— Data for analysis —
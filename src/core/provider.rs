//! Catalog provider abstraction.
//!
//! A provider is one remote (or snapshot) catalog of mods. The resolver only
//! needs `search` and `versions_for_mod`; the browsing calls are for frontends
//! and have default implementations that report themselves unsupported.

use crate::models::error::SError;
use crate::models::mod_dto::{CatalogMod, CatalogVersion, Category, ModDetail, Sorting};
use async_trait::async_trait;
use std::collections::HashMap;
use std::sync::Arc;
use tracing::info;

#[async_trait]
pub trait CatalogProvider: Send + Sync {
    /// Registry key, compared case-insensitively.
    fn name(&self) -> &str;

    async fn search(&self, query: &str, page: usize, limit: usize) -> Result<Vec<CatalogMod>, SError>;

    async fn versions_for_mod(&self, catalog_id: &str) -> Result<Vec<CatalogVersion>, SError>;

    async fn categories(&self) -> Result<Vec<Category>, SError> {
        Err(unsupported(self.name(), "categories"))
    }

    async fn mods_by_category(
        &self,
        _category: &Category,
        _page: usize,
        _limit: usize,
    ) -> Result<Vec<CatalogMod>, SError> {
        Err(unsupported(self.name(), "category listing"))
    }

    async fn mods_sorted(
        &self,
        _sorting: Sorting,
        _page: usize,
        _limit: usize,
    ) -> Result<Vec<CatalogMod>, SError> {
        Err(unsupported(self.name(), "sorted listing"))
    }

    async fn mod_detail(&self, _catalog_id: &str) -> Result<ModDetail, SError> {
        Err(unsupported(self.name(), "mod detail"))
    }
}

fn unsupported(provider: &str, operation: &str) -> SError {
    SError::invalid_response(format!("{provider} does not support {operation}"), None)
}

/// Providers available to the resolver, keyed by lower-cased name.
#[derive(Clone, Default)]
pub struct ProviderRegistry {
    providers: HashMap<String, Arc<dyn CatalogProvider>>,
}

impl ProviderRegistry {
    pub fn new() -> Self {
        Self::default()
    }

    /// Registers a provider under its own name, replacing any previous one.
    pub fn register(&mut self, provider: Arc<dyn CatalogProvider>) {
        let key = provider.name().to_lowercase();
        info!(provider = %key, "registered catalog provider");
        self.providers.insert(key, provider);
    }

    pub fn get(&self, name: &str) -> Option<Arc<dyn CatalogProvider>> {
        self.providers.get(&name.to_lowercase()).cloned()
    }

    pub fn require(&self, name: &str) -> Result<Arc<dyn CatalogProvider>, SError> {
        self.get(name)
            .ok_or_else(|| SError::ProviderUnknown(name.to_string()))
    }

    pub fn contains(&self, name: &str) -> bool {
        self.providers.contains_key(&name.to_lowercase())
    }

    pub fn names(&self) -> Vec<String> {
        let mut names: Vec<String> = self.providers.keys().cloned().collect();
        names.sort();
        names
    }

    pub fn is_empty(&self) -> bool {
        self.providers.is_empty()
    }
}

impl std::fmt::Debug for ProviderRegistry {
    fn fmt(&self, f: &mut std::fmt::Formatter<'_>) -> std::fmt::Result {
        f.debug_struct("ProviderRegistry")
            .field("providers", &self.names())
            .finish()
    }
}
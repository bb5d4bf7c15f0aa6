pub mod logging;
pub mod toml;
use derive_more::Display;
use serde::{Deserialize, Serialize};

#[derive(Display, Serialize, Deserialize, Debug, Clone, PartialEq)]
pub enum SError {
    #[display("malformed version: {_0}")]
    MalformedVersion(String),
    #[display("unknown catalog provider: {_0}")]
    ProviderUnknown(String),
    #[display("network failure: {message}")]
    NetworkFailure {
        message: String,
        cause: Option<String>,
    },
    #[display("invalid catalog response: {message}")]
    InvalidResponse {
        message: String,
        cause: Option<String>,
    },
    #[display("no catalog match for {_0}")]
    NoMatch(String),
    #[display("catalog call timed out: {_0}")]
    Timeout(String),
    #[display("io error: {_0}")]
    IOError(String),
    #[display("parse error: {_0}")]
    ParseError(String),
    #[display("config error: {_0}")]
    ConfigError(String),
    #[display("unexpected error: {_0}")]
    Unexpected(String),
}

/// Fieldless view of [`SError`] for matching without caring about payloads.
#[derive(Serialize, Deserialize, Debug, Clone, Copy, PartialEq, Eq)]
pub enum ErrorKind {
    MalformedVersion,
    ProviderUnknown,
    NetworkFailure,
    InvalidResponse,
    NoMatch,
    Timeout,
    Io,
    Parse,
    Config,
    Unexpected,
}

impl SError {
    pub fn network(message: impl Into<String>, cause: Option<String>) -> Self {
        Self::NetworkFailure {
            message: message.into(),
            cause,
        }
    }

    pub fn invalid_response(message: impl Into<String>, cause: Option<String>) -> Self {
        Self::InvalidResponse {
            message: message.into(),
            cause,
        }
    }

    pub fn kind(&self) -> ErrorKind {
        match self {
            Self::MalformedVersion(_) => ErrorKind::MalformedVersion,
            Self::ProviderUnknown(_) => ErrorKind::ProviderUnknown,
            Self::NetworkFailure { .. } => ErrorKind::NetworkFailure,
            Self::InvalidResponse { .. } => ErrorKind::InvalidResponse,
            Self::NoMatch(_) => ErrorKind::NoMatch,
            Self::Timeout(_) => ErrorKind::Timeout,
            Self::IOError(_) => ErrorKind::Io,
            Self::ParseError(_) => ErrorKind::Parse,
            Self::ConfigError(_) => ErrorKind::Config,
            Self::Unexpected(_) => ErrorKind::Unexpected,
        }
    }

    /// Underlying cause reported by a catalog provider, if any.
    pub fn cause(&self) -> Option<&str> {
        match self {
            Self::NetworkFailure { cause, .. } | Self::InvalidResponse { cause, .. } => {
                cause.as_deref()
            }
            _ => None,
        }
    }
}

impl std::error::Error for SError {}

impl From<std::io::Error> for SError {
    fn from(e: std::io::Error) -> Self {
        Self::IOError(e.to_string())
    }
}

impl From<serde_json::Error> for SError {
    fn from(e: serde_json::Error) -> Self {
        Self::ParseError(e.to_string())
    }
}

impl From<zip::result::ZipError> for SError {
    fn from(e: zip::result::ZipError) -> Self {
        Self::IOError(e.to_string())
    }
}

impl From<toml::de::Error> for SError {
    fn from(e: toml::de::Error) -> Self {
        Self::ParseError(e.to_string())
    }
}

impl From<toml::ser::Error> for SError {
    fn from(e: toml::ser::Error) -> Self {
        Self::ParseError(e.to_string())
    }
}

impl From<confy::ConfyError> for SError {
    fn from(e: confy::ConfyError) -> Self {
        Self::ConfigError(e.to_string())
    }
}

impl From<tokio::task::JoinError> for SError {
    fn from(e: tokio::task::JoinError) -> Self {
        Self::Unexpected(e.to_string())
    }
}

— Directions for this task —
Print every line you see above, exactly as written.

— Response to the task —
filename src/core/provider.rs
//! Catalog provider abstraction.
//!
//! A provider is one remote (or snapshot) catalog of mods. The resolver only
//! needs `search` and `versions_for_mod`; the browsing calls are for frontends
//! and have default implementations that report themselves unsupported.

use crate::models::error::SError;
use crate::models::mod_dto::{CatalogMod, CatalogVersion, Category, ModDetail, Sorting};
use async_trait::async_trait;
use std::collections::HashMap;
use std::sync::Arc;
use tracing::info;

#[async_trait]
pub trait CatalogProvider: Send + Sync {
    /// Registry key, compared case-insensitively.
    fn name(&self) -> &str;

    async fn search(&self, query: &str, page: usize, limit: usize) -> Result<Vec<CatalogMod>, SError>;

    async fn versions_for_mod(&self, catalog_id: &str) -> Result<Vec<CatalogVersion>, SError>;

    async fn categories(&self) -> Result<Vec<Category>, SError> {
        Err(unsupported(self.name(), "categories"))
    }

    async fn mods_by_category(
        &self,
        _category: &Category,
        _page: usize,
        _limit: usize,
    ) -> Result<Vec<CatalogMod>, SError> {
        Err(unsupported(self.name(), "category listing"))
    }

    async fn mods_sorted(
        &self,
        _sorting: Sorting,
        _page: usize,
        _limit: usize,
    ) -> Result<Vec<CatalogMod>, SError> {
        Err(unsupported(self.name(), "sorted listing"))
    }

    async fn mod_detail(&self, _catalog_id: &str) -> Result<ModDetail, SError> {
        Err(unsupported(self.name(), "mod detail"))
    }
}

fn unsupported(provider: &str, operation: &str) -> SError {
    SError::invalid_response(format!("{provider} does not support {operation}"), None)
}

/// Providers available to the resolver, keyed by lower-cased name.
#[derive(Clone, Default)]
pub struct ProviderRegistry {
    providers: HashMap<String, Arc<dyn CatalogProvider>>,
}

impl ProviderRegistry {
    pub fn new() -> Self {
        Self::default()
    }

    /// Registers a provider under its own name, replacing any previous one.
    pub fn register(&mut self, provider: Arc<dyn CatalogProvider>) {
        let key = provider.name().to_lowercase();
        info!(provider = %key, "registered catalog provider");
        self.providers.insert(key, provider);
    }

    pub fn get(&self, name: &str) -> Option<Arc<dyn CatalogProvider>> {
        self.providers.get(&name.to_lowercase()).cloned()
    }

    pub fn require(&self, name: &str) -> Result<Arc<dyn CatalogProvider>, SError> {
        self.get(name)
            .ok_or_else(|| SError::ProviderUnknown(name.to_string()))
    }

    pub fn contains(&self, name: &str) -> bool {
        self.providers.contains_key(&name.to_lowercase())
    }

    pub fn names(&self) -> Vec<String> {
        let mut names: Vec<String> = self.providers.keys().cloned().collect();
        names.sort();
        names
    }

    pub fn is_empty(&self) -> bool {
        self.providers.is_empty()
    }
}

impl std::fmt::Debug for ProviderRegistry {
    fn fmt(&self, f: &mut std::fmt::Formatter<'_>) -> std::fmt::Result {
        f.debug_struct("ProviderRegistry")
            .field("providers", &self.names())
            .finish()
    }
}
repository bb5d4bf7c15f0aa6
pub mod logging;
pub mod toml;
use derive_more::Display;
use serde::{Deserialize, Serialize};

#[derive(Display, Serialize, Deserialize, Debug, Clone, PartialEq)]
pub enum SError {
    #[display("malformed version: {_0}")]
    MalformedVersion(String),
    #[display("unknown catalog provider: {_0}")]
    ProviderUnknown(String),
    #[display("network failure: {message}")]
    NetworkFailure {
        message: String,
        cause: Option<String>,
    },
    #[display("invalid catalog response: {message}")]
    InvalidResponse {
        message: String,
        cause: Option<String>,
    },
    #[display("no catalog match for {_0}")]
    NoMatch(String),
    #[display("catalog call timed out: {_0}")]
    Timeout(String),
    #[display("io error: {_0}")]
    IOError(String),
    #[display("parse error: {_0}")]
    ParseError(String),
    #[display("config error: {_0}")]
    ConfigError(String),
    #[display("unexpected error: {_0}")]
    Unexpected(String),
}

/// Fieldless view of [`SError`] for matching without caring about payloads.
#[derive(Serialize, Deserialize, Debug, Clone, Copy, PartialEq, Eq)]
pub enum ErrorKind {
    MalformedVersion,
    ProviderUnknown,
    NetworkFailure,
    InvalidResponse,
    NoMatch,
    Timeout,
    Io,
    Parse,
    Config,
    Unexpected,
}

impl SError {
    pub fn network(message: impl Into<String>, cause: Option<String>) -> Self {
        Self::NetworkFailure {
            message: message.into(),
            cause,
        }
    }

    pub fn invalid_response(message: impl Into<String>, cause: Option<String>) -> Self {
        Self::InvalidResponse {
            message: message.into(),
            cause,
        }
    }

    pub fn kind(&self) -> ErrorKind {
        match self {
            Self::MalformedVersion(_) => ErrorKind::MalformedVersion,
            Self::ProviderUnknown(_) => ErrorKind::ProviderUnknown,
            Self::NetworkFailure { .. } => ErrorKind::NetworkFailure,
            Self::InvalidResponse { .. } => ErrorKind::InvalidResponse,
            Self::NoMatch(_) => ErrorKind::NoMatch,
            Self::Timeout(_) => ErrorKind::Timeout,
            Self::IOError(_) => ErrorKind::Io,
            Self::ParseError(_) => ErrorKind::Parse,
            Self::ConfigError(_) => ErrorKind::Config,
            Self::Unexpected(_) => ErrorKind::Unexpected,
        }
    }

    /// Underlying cause reported by a catalog provider, if any.
    pub fn cause(&self) -> Option<&str> {
        match self {
            Self::NetworkFailure { cause, .. } | Self::InvalidResponse { cause, .. } => {
                cause.as_deref()
            }
            _ => None,
        }
    }
}

impl std::error::Error for SError {}

impl From<std::io::Error> for SError {
    fn from(e: std::io::Error) -> Self {
        Self::IOError(e.to_string())
    }
}

impl From<serde_json::Error> for SError {
    fn from(e: serde_json::Error) -> Self {
        Self::ParseError(e.to_string())
    }
}

impl From<zip::result::ZipError> for SError {
    fn from(e: zip::result::ZipError) -> Self {
        Self::IOError(e.to_string())
    }
}

impl From<toml::de::Error> for SError {
    fn from(e: toml::de::Error) -> Self {
        Self::ParseError(e.to_string())
    }
}

impl From<toml::ser::Error> for SError {
    fn from(e: toml::ser::Error) -> Self {
        Self::ParseError(e.to_string())
    }
}

impl From<confy::ConfyError> for SError {
    fn from(e: confy::ConfyError) -> Self {
        Self::ConfigError(e.to_string())
    }
}

impl From<tokio::task::JoinError> for SError {
    fn from(e: tokio::task::JoinError) -> Self {
        Self::Unexpected(e.to_string())
    }
}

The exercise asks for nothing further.